▶ PROBLEM REQUIREMENTS
How many lines of these entries include the string "FxHashSet"? State the number alone.

= = = =

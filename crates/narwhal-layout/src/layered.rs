//! Layered engine: lays out each compound node with remora, innermost first.

mod hierarchy;
mod routes;

use crate::engine::LayoutEngine;
use crate::error::Result;
use crate::geometry::{Geometry, section_id};
use crate::inherit::{self, Effective};
use crate::labels::{self, LABEL_SPACING};
use crate::monitor::LayoutMonitor;
use crate::sizing;
use crate::text::{DeterministicTextMeasurer, TextMeasurer};
use narwhal_core::geom::{Point, Vector, point, size};
use narwhal_core::{
    Algorithm, EdgeId, EdgeSection, Graph, NodeId, PortLabelPlacement, ShapeRef,
};
use remora::PortSide;
use rustc_hash::{FxHashMap, FxHashSet};

pub(crate) fn flow_direction(direction: narwhal_core::Direction) -> remora::Direction {
    match direction {
        narwhal_core::Direction::Right => remora::Direction::Right,
        narwhal_core::Direction::Left => remora::Direction::Left,
        narwhal_core::Direction::Down => remora::Direction::Down,
        narwhal_core::Direction::Up => remora::Direction::Up,
    }
}

/// A route computed while laying out `level`, relative to the level's top-left corner.
struct LevelRoute {
    level: NodeId,
    edge: EdgeId,
    pair: usize,
    route: remora::EdgeRoute,
}

/// State shared by all levels of one layout run.
struct Run<'a> {
    graph: &'a Graph,
    effective: Vec<Effective>,
    sides: Vec<PortSide>,
    geo: Geometry,
    routes: Vec<LevelRoute>,
}

pub struct LayeredEngine {
    measurer: Box<dyn TextMeasurer>,
}

impl Default for LayeredEngine {
    fn default() -> Self {
        Self::new()
    }
}

impl LayeredEngine {
    pub fn new() -> Self {
        Self::with_measurer(DeterministicTextMeasurer::default())
    }

    /// Uses `measurer` for labels that come without a size.
    pub fn with_measurer(measurer: impl TextMeasurer + 'static) -> Self {
        Self {
            measurer: Box::new(measurer),
        }
    }

    fn compute(&self, graph: &Graph, monitor: &LayoutMonitor) -> Result<Geometry> {
        check_endpoints(graph)?;

        let mut geo = Geometry::capture(graph);
        for sections in &mut geo.sections {
            sections.clear();
        }
        labels::measure(graph, &mut geo, self.measurer.as_ref());
        let effective = inherit::resolve(graph);
        let sides = hierarchy::port_sides(graph, &effective);
        let mut run = Run {
            graph,
            effective,
            sides,
            geo,
            routes: Vec::new(),
        };

        // Reversed pre-order puts every node after all of its descendants.
        let mut order = graph.subtree(graph.root());
        order.reverse();
        for node in order {
            monitor.check()?;
            run.level(node, monitor)?;
        }
        monitor.check()?;

        run.place_root_ports();
        run.place_port_labels();
        run.finish_edges();
        Ok(run.geo)
    }
}

impl LayoutEngine for LayeredEngine {
    fn algorithm(&self) -> Algorithm {
        Algorithm::Layered
    }

    fn layout(&self, graph: &mut Graph, monitor: &LayoutMonitor) -> Result<()> {
        let geo = self.compute(graph, monitor)?;
        geo.apply(graph);
        Ok(())
    }
}

/// Every edge end must name a shape of this graph.
pub(crate) fn check_endpoints(graph: &Graph) -> Result<()> {
    for (_, edge) in graph.edges() {
        for &shape in edge.sources().iter().chain(edge.targets()) {
            if graph.shape_node(shape).is_none() {
                let (kind, index) = match shape {
                    ShapeRef::Node(n) => (NodeId::KIND, n.index()),
                    ShapeRef::Port(p) => (narwhal_core::PortId::KIND, p.index()),
                };
                return Err(narwhal_core::Error::UnknownElement { kind, index }.into());
            }
        }
    }
    Ok(())
}

impl Run<'_> {
    fn level(&mut self, node: NodeId, monitor: &LayoutMonitor) -> Result<()> {
        let graph = self.graph;
        let Some(data) = graph.node(node) else {
            return Ok(());
        };
        let children = data.children();
        if children.is_empty() {
            let s = sizing::node_size(graph, &self.geo, node, None, &self.sides);
            self.geo.nodes[node.index()].size = s;
            labels::place_node_labels(graph, &mut self.geo, node, LABEL_SPACING);
            return Ok(());
        }

        let eff = inherit::get(&self.effective, node);
        let index_of: FxHashMap<NodeId, usize> =
            children.iter().enumerate().map(|(i, &c)| (c, i)).collect();

        let mut flat = remora::Graph::default();
        for &c in children {
            let Some(child) = graph.node(c) else {
                continue;
            };
            let s = self.geo.node(c).size;
            let mut n = remora::Node::new(child.identifier(), s.width, s.height);
            for &p in child.ports() {
                let ps = self.geo.port(p).size;
                n.ports.push(remora::Port {
                    id: graph.port(p).map(|p| p.identifier().to_string()).unwrap_or_default(),
                    width: ps.width,
                    height: ps.height,
                    side: self.sides.get(p.index()).copied().unwrap_or(PortSide::West),
                });
            }
            flat.nodes.push(n);
        }

        let projected = hierarchy::project(graph, node, eff.hierarchy, &index_of);
        for pr in &projected {
            let Some(edge) = graph.edge(pr.edge) else {
                continue;
            };
            let mut e = remora::Edge::new(
                format!("{}#{}", edge.identifier(), pr.pair),
                pr.source,
                pr.target,
            );
            if pr.direct && pr.pair == 0 && !edge.labels().is_empty() {
                let s = labels::stack(&self.geo, edge.labels());
                e.label = Some(remora::Size::new(s.width, s.height));
            }
            flat.edges.push(e);
        }

        let pad = eff.padding;
        let reserve = labels::top_reserve(graph, &self.geo, node);
        let options = remora::Options {
            direction: flow_direction(eff.direction),
            node_spacing: eff.node_spacing,
            layer_spacing: eff.layer_spacing,
            padding: remora::Padding {
                top: pad.top + reserve,
                left: pad.left,
                bottom: pad.bottom,
                right: pad.right,
            },
            thoroughness: eff.thoroughness,
        };
        let result =
            remora::layout_with(&flat, &options, monitor).map_err(|e| monitor.engine_error(e))?;

        for (i, &c) in children.iter().enumerate() {
            let Some(placed) = result.nodes.get(i) else {
                continue;
            };
            self.geo.nodes[c.index()].origin = point(placed.x, placed.y);
            let ports = graph.node(c).map(|n| n.ports()).unwrap_or_default();
            for (k, &p) in ports.iter().enumerate() {
                if let Some(at) = placed.ports.get(k) {
                    self.geo.ports[p.index()].origin = point(at.x, at.y);
                }
            }
        }
        for (pr, route) in projected.iter().zip(result.edges) {
            if pr.direct {
                self.routes.push(LevelRoute {
                    level: node,
                    edge: pr.edge,
                    pair: pr.pair,
                    route,
                });
            }
        }

        let content = size(result.width, result.height);
        let s = sizing::node_size(graph, &self.geo, node, Some(content), &self.sides);
        self.geo.nodes[node.index()].size = s;
        labels::place_node_labels(graph, &mut self.geo, node, pad.top);

        tracing::trace!(
            node = %data.identifier(),
            children = children.len(),
            edges = projected.len(),
            crossings = result.crossings,
            "level laid out"
        );
        Ok(())
    }

    /// The root is never placed by a parent level, so its ports are spread here.
    fn place_root_ports(&mut self) {
        let graph = self.graph;
        let root = graph.root();
        let Some(data) = graph.node(root) else {
            return;
        };
        if data.ports().is_empty() {
            return;
        }
        let s = self.geo.node(root).size;
        let mut n = remora::Node::new(data.identifier(), s.width, s.height);
        for &p in data.ports() {
            let ps = self.geo.port(p).size;
            n.ports.push(remora::Port {
                id: String::new(),
                width: ps.width,
                height: ps.height,
                side: self.sides.get(p.index()).copied().unwrap_or(PortSide::West),
            });
        }
        for (&p, at) in data.ports().iter().zip(remora::ports::distribute(&n)) {
            self.geo.ports[p.index()].origin = point(at.x, at.y);
        }
    }

    fn place_port_labels(&mut self) {
        let graph = self.graph;
        for (id, port) in graph.ports() {
            let options = graph.node(port.node()).map(|n| &n.options);
            let placement = options
                .and_then(|o| o.port_label_placement)
                .unwrap_or(PortLabelPlacement::Outside);
            let next_to_port = options
                .and_then(|o| o.port_labels_next_to_port)
                .unwrap_or(false);
            let side = self.sides.get(id.index()).copied().unwrap_or(PortSide::West);
            labels::place_port_labels(graph, &mut self.geo, id, side, placement, next_to_port);
        }
    }

    /// Turns level routes into sections and routes every remaining edge pair.
    fn finish_edges(&mut self) {
        let graph = self.graph;
        let mut sections: Vec<Vec<(usize, EdgeSection)>> = vec![Vec::new(); graph.edge_count()];
        let mut covered: FxHashSet<(EdgeId, usize)> = FxHashSet::default();
        let mut labelled: FxHashSet<EdgeId> = FxHashSet::default();

        for lr in std::mem::take(&mut self.routes) {
            let Some(edge) = graph.edge(lr.edge) else {
                continue;
            };
            let offset: Vector = self.geo.absolute(graph, lr.level)
                - self.geo.absolute(graph, edge.container());
            let at = |p: remora::Point| point(p.x, p.y) + offset;
            let (incoming, outgoing) = pair_shapes(edge.sources(), edge.targets(), lr.pair);
            sections[lr.edge.index()].push((
                lr.pair,
                EdgeSection {
                    id: section_id(edge.identifier(), lr.pair),
                    start: at(lr.route.start),
                    end: at(lr.route.end),
                    bend_points: lr.route.bends.iter().map(|&b| at(b)).collect(),
                    incoming_shape: incoming,
                    outgoing_shape: outgoing,
                },
            ));
            covered.insert((lr.edge, lr.pair));
            if let Some(origin) = lr.route.label {
                let stack = labels::stack(&self.geo, edge.labels());
                let mut y = origin.y;
                for &l in edge.labels() {
                    let ls = self.geo.label(l).size;
                    // Each label is centred within the slot reserved for the whole stack.
                    let x = origin.x + (stack.width - ls.width) / 2.0;
                    self.geo.labels[l.index()].origin = point(x, y) + offset;
                    y += ls.height + LABEL_SPACING;
                }
                labelled.insert(lr.edge);
            }
        }

        for (id, edge) in graph.edges() {
            let container_origin = self.geo.absolute(graph, edge.container());
            let direction =
                flow_direction(inherit::get(&self.effective, edge.container()).direction);
            let targets = edge.targets();
            let mut first_route: Option<Vec<Point>> = None;
            for (si, &source) in edge.sources().iter().enumerate() {
                for (ti, &target) in targets.iter().enumerate() {
                    let pair = si * targets.len() + ti;
                    if covered.contains(&(id, pair)) {
                        continue;
                    }
                    let Some(points) = self.free_route(source, target, direction) else {
                        continue;
                    };
                    let local: Vec<Point> = points
                        .iter()
                        .map(|&p| p - container_origin.to_vector())
                        .collect();
                    if first_route.is_none() {
                        first_route = Some(points);
                    }
                    let (Some(&start), Some(&end)) = (local.first(), local.last()) else {
                        continue;
                    };
                    sections[id.index()].push((
                        pair,
                        EdgeSection {
                            id: section_id(edge.identifier(), pair),
                            start,
                            end,
                            bend_points: local[1..local.len() - 1].to_vec(),
                            incoming_shape: Some(source),
                            outgoing_shape: Some(target),
                        },
                    ));
                }
            }

            if labelled.contains(&id) || edge.labels().is_empty() {
                continue;
            }
            let Some(mid) = first_route.as_deref().and_then(routes::halfway) else {
                continue;
            };
            let sizes: Vec<_> = edge.labels().iter().map(|&l| self.geo.label(l).size).collect();
            for (&l, origin) in edge
                .labels()
                .iter()
                .zip(routes::stacked_label_origins(mid, &sizes))
            {
                self.geo.labels[l.index()].origin = origin - container_origin.to_vector();
            }
        }

        for (i, mut list) in sections.into_iter().enumerate() {
            list.sort_by_key(|(pair, _)| *pair);
            if let Some(slot) = self.geo.sections.get_mut(i) {
                *slot = list.into_iter().map(|(_, s)| s).collect();
            }
        }
    }

    /// A route in root coordinates between two shapes that no level routed.
    fn free_route(
        &self,
        source: ShapeRef,
        target: ShapeRef,
        direction: remora::Direction,
    ) -> Option<Vec<Point>> {
        let graph = self.graph;
        let start = routes::anchor(graph, &self.geo, &self.sides, source, direction, true)?;
        let end = routes::anchor(graph, &self.geo, &self.sides, target, direction, false)?;
        let owner = graph.shape_node(source)?;
        if owner == graph.shape_node(target)? {
            let node = self.geo.absolute_shape(graph, ShapeRef::Node(owner))?;
            let port_anchor = |shape: ShapeRef, at: Point| match shape {
                ShapeRef::Port(_) => Some(at),
                ShapeRef::Node(_) => None,
            };
            return Some(routes::self_loop(
                &node,
                port_anchor(source, start),
                port_anchor(target, end),
            ));
        }
        Some(routes::orthogonal(start, end, direction))
    }
}

fn pair_shapes(
    sources: &[ShapeRef],
    targets: &[ShapeRef],
    pair: usize,
) -> (Option<ShapeRef>, Option<ShapeRef>) {
    if targets.is_empty() {
        return (None, None);
    }
    let si = pair / targets.len();
    let ti = pair % targets.len();
    (sources.get(si).copied(), targets.get(ti).copied())
}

= = = =

▶ WRITTEN RESPONSE
3